I believe that pattern patching bottom would cause trouble as bottom denotes also non-terminating computations, but why should non-terminating computations and errors be treated the same? (I'm assuming calling a partial function with unsupported argument can be considered as an error).
What useful properties would be lost, if all Haskell types included a pattern-matchable Java-null-like value instead of bottom?
In other words: why wouldn't it be wise to make all Haskell functions total by lifting all types with null value?
(Do non-terminating computations need a special type at all?)
You can't get rid of non-termination without restricting the turing-completeness of your language, and by the halting problem, we can't generally detect non-termination and replace it by a value.
So every turing complete language has bottom.
The only difference between Haskell and Java is then that Java has bottom and null. Haskell doesn't have the latter, which is handy because then we don't have to check for nulls!
Put another way, since bottom is inescapable (in the turing complete world), then what's the point of also making everything nullable too, other than inviting bugs?
Also note that while some functions in the Prelude are partial for historic reasons, modern Haskell style leans towards writing total functions nearly everywhere and using an explicit Maybe return type in functions such as head that would otherwise be partial.
My quibbling in the comments not withstanding, I think sclv answers the first part of your question, but as to
What useful properties would be lost, if all Haskell types included a pattern-matchable Java-null-like value instead of bottom?
In other words: why wouldn't it be wise to make all Haskell functions total by lifting all types with null value?

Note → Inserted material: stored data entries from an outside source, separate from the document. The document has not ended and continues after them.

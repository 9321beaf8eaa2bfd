//! Plain-language command parsing
//!
//! Turns command text into a verb plus clause tokens. Column phrases stay
//! unresolved here; the query compiler resolves them against a schema.

pub mod column_matcher;
pub mod parser;
pub mod token;

pub use column_matcher::{rank_columns, resolve_column, ColumnCandidate};
pub use parser::{ChartKind, ChartSpec, CommandParser, ParsedCommand, ScanRequest, SortSpec};
pub use token::{CommandToken, Connective, Operator, Verb};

Here you appear to be drawing a distinction between non-termination and exception. So, although it is impossible (because of the halting problem) to pattern match on non-termination, why not be able to pattern match on exception?
To which I reply with a question of my own: what about functions that never throw an exception? Haskell has total functions after all. I shouldn't have to pattern match to ensure that something is non-exceptional, if it is known to be non-exceptional. Haskell, being a bondage and discipline language, would naturally want to communicate this difference in the types. Perhaps by writing
Integer
for the type of Integers that are known to be not exceptional and
?Integer
for the type of Integers that might be an exception instead. The answer is we do this already: Haskell has a type in the prelude
data Maybe a = Just a | Nothing
which can be read as "either an a or nothing at all." We can pattern match on Maybe so this proposal doesn't give us anything. (We also have types like Either for richer kinds of "computations that might go wrong" as well as fancy monad syntax/combinators to make these easy to work with).
So then, why have exceptions at all? In Haskell we can't "catch" exceptions except in the IO monad. If we can simulate exceptions perfectly with Maybe and Either why have exceptions in the language?
There are a couple of answers to this, but the core is that Haskell exceptions are imprecise. An exception might arise because your program ran out of memory, or the thread you were executing got killed by another thread, or a whole host of other non-predictable reasons. Further, generally with exceptions we care which exception we get out. So what should the following expression result in?
(error "error 1") + (error "error 2") :: Integer
this expression should clearly result in an exception, but which exception? (+) specialized to Integer is strict in both arguments, so that isn't going to help. We could just decide that it was the first value, but then in general we would have
x + y =/= y + x
which would limit our options for equational reasoning. Haskell provides a notion of exceptions with imprecise behavior, and this is important since the pure part of the language has perfectly precise behavior and that can be limiting.